▽

// SPDX-License-Identifier: Apache-2.0
// Copyright 2025 KylinSoft Co., Ltd. <https://www.kylinos.cn/>
// See LICENSES for license details.

//! Mailbox register block, one per endpoint.

use bitflags::bitflags;

pub const MBX_BASE: usize = 0x1_0000;
pub const MBX_STRIDE: usize = 0x200;

pub const MBX_CTRL: usize = 0x00;
pub const MBX_STATUS: usize = 0x08;
pub const MBX_INTR_MASK: usize = 0x10;
/// Transmit and receive enable of the endpoint, written by the physical
/// function only.
pub const MBX_EP_ENABLE: usize = 0x18;
/// Outbound message window.
pub const MBX_OMB_DATA: usize = 0x40;
/// Reply to our outbound message.
pub const MBX_RSP_DATA: usize = 0x80;
/// Inbound message window.
pub const MBX_IMB_DATA: usize = 0xc0;
/// Our reply to the inbound message.
pub const MBX_RPL_DATA: usize = 0x100;

/// Register block of endpoint `index`.
#[inline]
pub const fn mbox_base(index: usize) -> usize {
    MBX_BASE + index * MBX_STRIDE
}

bitflags! {
    /// Commands, all self-clearing.
    #[derive(Debug, Clone, Copy, PartialEq, Eq)]
    pub struct MbxCtrl: u32 {
        /// Send the outbound window.
        const POST = 1 << 0;
        /// Send the reply window and release the inbound window.
        const REPLY = 1 << 1;
        /// Withdraw an outbound message nobody answered.
        const CANCEL = 1 << 2;
        /// Reset the mailbox function.
        const FUNC_RST = 1 << 3;
    }
}

bitflags! {
    #[derive(Debug, Clone, Copy, PartialEq, Eq)]
    pub struct MbxStatus: u32 {
        /// The outbound window is in use; device owned.
        const OMB_FULL = 1 << 0;
        /// The peer answered; reply in the response window.
        const ACKED = 1 << 1;
        /// The peer could not take the message.
        const FAILED = 1 << 2;
        /// A message waits in the inbound window.
        const IMB_FULL = 1 << 3;
        const FUNC_RST_DONE = 1 << 4;
    }
}

impl MbxStatus {
    /// Bits acknowledged by writing ones.
    pub const W1C: Self = Self::ACKED
        .union(Self::FAILED)
        .union(Self::IMB_FULL)
        .union(Self::FUNC_RST_DONE);
}

bitflags! {
    /// Enable bits of [`MBX_EP_ENABLE`].
    #[derive(Debug, Clone, Copy, PartialEq, Eq)]
    pub struct EpEnable: u32 {
        const TX = 1 << 0;
        const RX = 1 << 1;
    }
}

bitflags! {
    /// What a mailbox interrupt reported.
    #[derive(Debug, Clone, Copy, PartialEq, Eq, Default)]
    pub struct MboxEvents: u32 {
        const ACKED = 1 << 0;
        const FAILED = 1 << 1;
        const INBOUND = 1 << 2;
    }
}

△

◆ **TASK INSTRUCTIONS**
In the listing above, please print only the lines from the first one to the line where "pub const MBX_BASE: usize = 0x1_0000;" appears, exactly as written, both of those lines included.

◆ **TASK RESPONSE**
// SPDX-License-Identifier: Apache-2.0
// Copyright 2025 KylinSoft Co., Ltd. <https://www.kylinos.cn/>
// See LICENSES for license details.

//! Mailbox register block, one per endpoint.

use bitflags::bitflags;

pub const MBX_BASE: usize = 0x1_0000;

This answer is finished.